Hannah Arendt si è occupata di queste cose più di sessant’anni fa nelle “Origini del totalitarismo”,
dove ha seguito il percorso che porta dall’annullamento dell’individualità alle ideologie totalitarie.

L’era del capitalismo della sorveglianza ci sta insegnando il valore insostituibile delle nostre più
grandi conquiste morali e politiche proprio perché minaccia di distruggerle. Ci ricorda che la
fiducia condivisa è la sola che possa proteggerci dall’incertezza.

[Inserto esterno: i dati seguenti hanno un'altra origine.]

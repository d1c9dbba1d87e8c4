//! Top-level error enum composing each crate boundary's own taxonomy.
//!
//! Only `Config::from_env` fails outright at this crate's edge — everything
//! inside `perform_task` itself is folded into `Stats`/`final_message`
//! rather than unwinding. `anyhow` is reserved for the CLI binary's own
//! wiring on top of this.

use thiserror::Error;

#[derive(Error, Debug)]
pub enum TaskctlError {
    #[error(transparent)]
    Core(#[from] taskctl_core::Error),
}

pub type Result<T> = std::result::Result<T, TaskctlError>;
//! Data-model tests for taskctl-core: Action/ExecutionResult serde, Task/Report
//! lifecycle shapes, and Config resolution.

use taskctl_core::*;

// ===========================================================================
// Action
// ===========================================================================

#[test]
fn action_serde_roundtrip_task_create() {
    let action = Action::TaskCreate {
        agent_type: AgentType::Explorer,
        title: "verify echo output".into(),
        description: "run echo hi and report the output".into(),
        context_refs: vec!["prior_finding".into()],
        context_bootstrap: vec![ContextBootstrap {
            path: "/workspace/README.md".into(),
            reason: "project context".into(),
        }],
    };
    let json = serde_json::to_string(&action).unwrap();
    let back: Action = serde_json::from_str(&json).unwrap();
    assert_eq!(action, back);
}

#[test]
fn action_tag_name_orchestrator_vs_subagent() {
    let finish = Action::Finish { message: "done".into() };
    assert!(finish.is_orchestrator_only());
    assert!(!finish.is_subagent_only());

    let bash = Action::Bash { cmd: "echo hi".into(), block: true, timeout_secs: None, cwd: None };
    assert!(bash.is_subagent_only());
    assert!(!bash.is_orchestrator_only());

    let reasoning = Action::Reasoning { text: "thinking".into() };
    assert!(!reasoning.is_orchestrator_only());
    assert!(!reasoning.is_subagent_only());
}

// ===========================================================================
// ExecutionResult
// ===========================================================================

#[test]
fn execution_result_error_carries_kind_and_message() {
    let r = ExecutionResult::error(ErrorKind::NotFound, "/tmp/missing.txt not found");
    assert!(!r.ok);
    assert_eq!(r.error_kind, Some(ErrorKind::NotFound));
    assert!(r.error_message.unwrap().contains("missing.txt"));
}

#[test]
fn execution_result_error_with_payload_preserves_output() {
    let r = ExecutionResult::error_with_payload(ErrorKind::NonZeroExit, "exit 1", "stderr: boom");
    assert!(!r.ok);
    assert_eq!(r.payload, "stderr: boom");
}

// ===========================================================================
// Task / Report lifecycle
// ===========================================================================

fn new_task(id: &str) -> Task {
    Task {
        id: id.into(),
        agent_type: AgentType::Coder,
        title: "fix the bug".into(),
        description: "".into(),
        context_refs: vec![],
        context_bootstrap: vec![],
        status: TaskStatus::Pending,
        result: None,
        failure_reason: None,
        created_at: chrono::Utc::now(),
        launched_at: None,
        completed_at: None,
        warnings: vec![],
    }
}

#[test]
fn task_status_follows_report_final_status() {
    let mut task = new_task("t1");
    task.status = TaskStatus::Running;
    let report = Report {
        contexts: vec![ContextDraft { id: "patch_summary".into(), content: "fixed it".into() }],
        comments: "applied the fix".into(),
        task_id: "t1".into(),
        final_status: FinalStatus::Completed,
    };
    task.status = match report.final_status {
        FinalStatus::Completed => TaskStatus::Completed,
        FinalStatus::Failed | FinalStatus::Forced => TaskStatus::Failed,
    };
    task.result = Some(report);
    assert!(task.is_terminal());
    assert_eq!(task.status, TaskStatus::Completed);
}

#[test]
fn forced_report_maps_to_failed_status() {
    let report = Report {
        contexts: vec![],
        comments: "budget exhausted, no report submitted".into(),
        task_id: "t2".into(),
        final_status: FinalStatus::Forced,
    };
    let status = match report.final_status {
        FinalStatus::Completed => TaskStatus::Completed,
        FinalStatus::Failed | FinalStatus::Forced => TaskStatus::Failed,
    };
    assert_eq!(status, TaskStatus::Failed);
}

// ===========================================================================
// Config
// ===========================================================================

#[test]
fn config_for_test_is_self_contained() {
    let cfg = Config::for_test();
    assert_eq!(cfg.max_turns_for(AgentType::Explorer), 5);
    assert!(cfg.bash_output_limit_bytes > 0);
}
//! A non-streaming Anthropic Messages API client. The model is never handed a
//! `tools` array — the action surface is parsed out of plain text downstream.

use crate::provider::{LlmError, LlmProvider, LlmResult};
use crate::types::{LlmRequest, LlmResponse, Role, Usage};
use serde::{Deserialize, Serialize};
use tokio_util::sync::CancellationToken;

pub struct AnthropicProvider {
    client: reqwest::Client,
    api_key: String,
    api_base: String,
}

impl AnthropicProvider {
    pub fn new(api_key: impl Into<String>, api_base: impl Into<String>) -> Self {
        Self {
            client: reqwest::Client::new(),
            api_key: api_key.into(),
            api_base: api_base.into(),
        }
    }
}

#[derive(Serialize)]
struct AnthropicRequest<'a> {
    model: &'a str,
    messages: Vec<AnthropicMessage<'a>>,
    #[serde(skip_serializing_if = "Option::is_none")]
    system: Option<&'a str>,
    temperature: f32,
    max_tokens: u32,
    stream: bool,
}

#[derive(Serialize)]
struct AnthropicMessage<'a> {
    role: &'a str,
    content: &'a str,
}

#[derive(Deserialize)]
struct AnthropicResponse {
    content: Vec<AnthropicContentBlock>,
    usage: AnthropicUsage,
}

#[derive(Deserialize)]
struct AnthropicContentBlock {
    #[serde(rename = "type")]
    block_type: String,
    #[serde(default)]
    text: String,
}

#[derive(Deserialize)]
struct AnthropicUsage {
    input_tokens: u32,
    output_tokens: u32,
}

#[derive(Deserialize)]
struct AnthropicErrorBody {
    error: AnthropicErrorDetail,
}

#[derive(Deserialize)]
struct AnthropicErrorDetail {
    #[serde(rename = "type")]
    error_type: String,
    message: String,
}

#[async_trait::async_trait]
impl LlmProvider for AnthropicProvider {
    fn name(&self) -> &str {
        "anthropic"
    }

    async fn complete(&self, request: LlmRequest, cancel: Option<CancellationToken>) -> LlmResult<LlmResponse> {
        let messages: Vec<AnthropicMessage> = request
            .messages
            .iter()
            .map(|m| AnthropicMessage {
                role: match m.role {
                    Role::User => "user",
                    Role::Assistant => "assistant",
                },
                content: &m.content,
            })
            .collect();

        let body = AnthropicRequest {
            model: &request.model,
            messages,
            system: request.system.as_deref(),
            temperature: request.temperature,
            max_tokens: request.max_tokens,
            stream: false,
        };

        let send = self
            .client
            .post(&self.api_base)
            .header("x-api-key", &self.api_key)
            .header("anthropic-version", "2023-06-01")
            .json(&body)
            .send();

        let response = match cancel {
            Some(token) => tokio::select! {
                r = send => r?,
                _ = token.cancelled() => return Err(LlmError::Cancelled),
            },
            None => send.await?,
        };

        let status = response.status();
        if !status.is_success() {
            let raw = response.text().await.unwrap_or_default();
            return Err(classify_error(status, &raw));
        }

        let parsed: AnthropicResponse = response
            .json()
            .await
            .map_err(|e| LlmError::InvalidResponse(e.to_string()))?;

        let text = parsed
            .content
            .into_iter()
            .filter(|b| b.block_type == "text")
            .map(|b| b.text)
            .collect::<Vec<_>>()
            .join("");

        Ok(LlmResponse {
            text,
            usage: Usage { input_tokens: parsed.usage.input_tokens, output_tokens: parsed.usage.output_tokens },
        })
    }
}

fn classify_error(status: reqwest::StatusCode, raw: &str) -> LlmError {
    let parsed: Option<AnthropicErrorBody> = serde_json::from_str(raw).ok();
    let message = parsed
        .as_ref()
        .map(|b| b.error.message.clone())
        .unwrap_or_else(|| raw.to_string());
    let error_type = parsed.as_ref().map(|b| b.error.error_type.as_str()).unwrap_or("");

    match status.as_u16() {
        401 | 403 => LlmError::AuthFailed(message),
        429 => LlmError::RateLimited { retry_after_ms: 1000 },
        400 if error_type == "invalid_request_error" && message.contains("context") => {
            LlmError::ContextOverflow(message)
        }
        500..=599 => LlmError::RequestFailed(message),
        _ => LlmError::InvalidResponse(message),
    }
}
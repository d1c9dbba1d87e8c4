//! Plain-text request/response shapes. No `tools` field: the model is treated
//! as a text oracle and action extraction happens downstream via the action
//! parser, not native tool-calling.

use serde::{Deserialize, Serialize};

#[derive(Clone, Copy, Debug, Serialize, Deserialize, PartialEq, Eq)]
#[serde(rename_all = "lowercase")]
pub enum Role {
    User,
    Assistant,
}

#[derive(Clone, Debug, Serialize, Deserialize)]
pub struct LlmMessage {
    pub role: Role,
    pub content: String,
}

impl LlmMessage {
    pub fn user(content: impl Into<String>) -> Self {
        Self { role: Role::User, content: content.into() }
    }

    pub fn assistant(content: impl Into<String>) -> Self {
        Self { role: Role::Assistant, content: content.into() }
    }
}

#[derive(Clone, Debug)]
pub struct LlmRequest {
    pub model: String,
    pub system: Option<String>,
    pub messages: Vec<LlmMessage>,
    pub temperature: f32,
    pub max_tokens: u32,
}

#[derive(Clone, Debug, Default, Serialize, Deserialize)]
pub struct Usage {
    pub input_tokens: u32,
    pub output_tokens: u32,
}

/// The accumulated result of one completion call — never a stream, per the
/// no-streaming-output constraint on this system.
#[derive(Clone, Debug)]
pub struct LlmResponse {
    pub text: String,
    pub usage: Usage,
}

La buona notizia è che il pluralismo e i valori veramente liberali restano popolari. Molte persone
vogliono essere trattate come individui, non come parte di un gruppo; giudicano ciò che viene
detto, non solo chi lo sta dicendo. Molte ferite che affliggono la vita pubblica riflettono il clima dei
social media e dei campus, non quello della società in generale. La maggior parte degli studenti
non sottoscrive la visione della sinistra radicale nei campus universitari. Tuttavia, i sostenitori
della democrazia liberale farebbero bene a ricordare che i grandi liberali del dopoguerra, in un
modo o nell’altro, hanno tutti affermato come gli individui debbano avere la forza di resistere
all’oppressione dei grandi gruppi. Questo, sicuramente, è il punto dove inizia il pensiero liberale.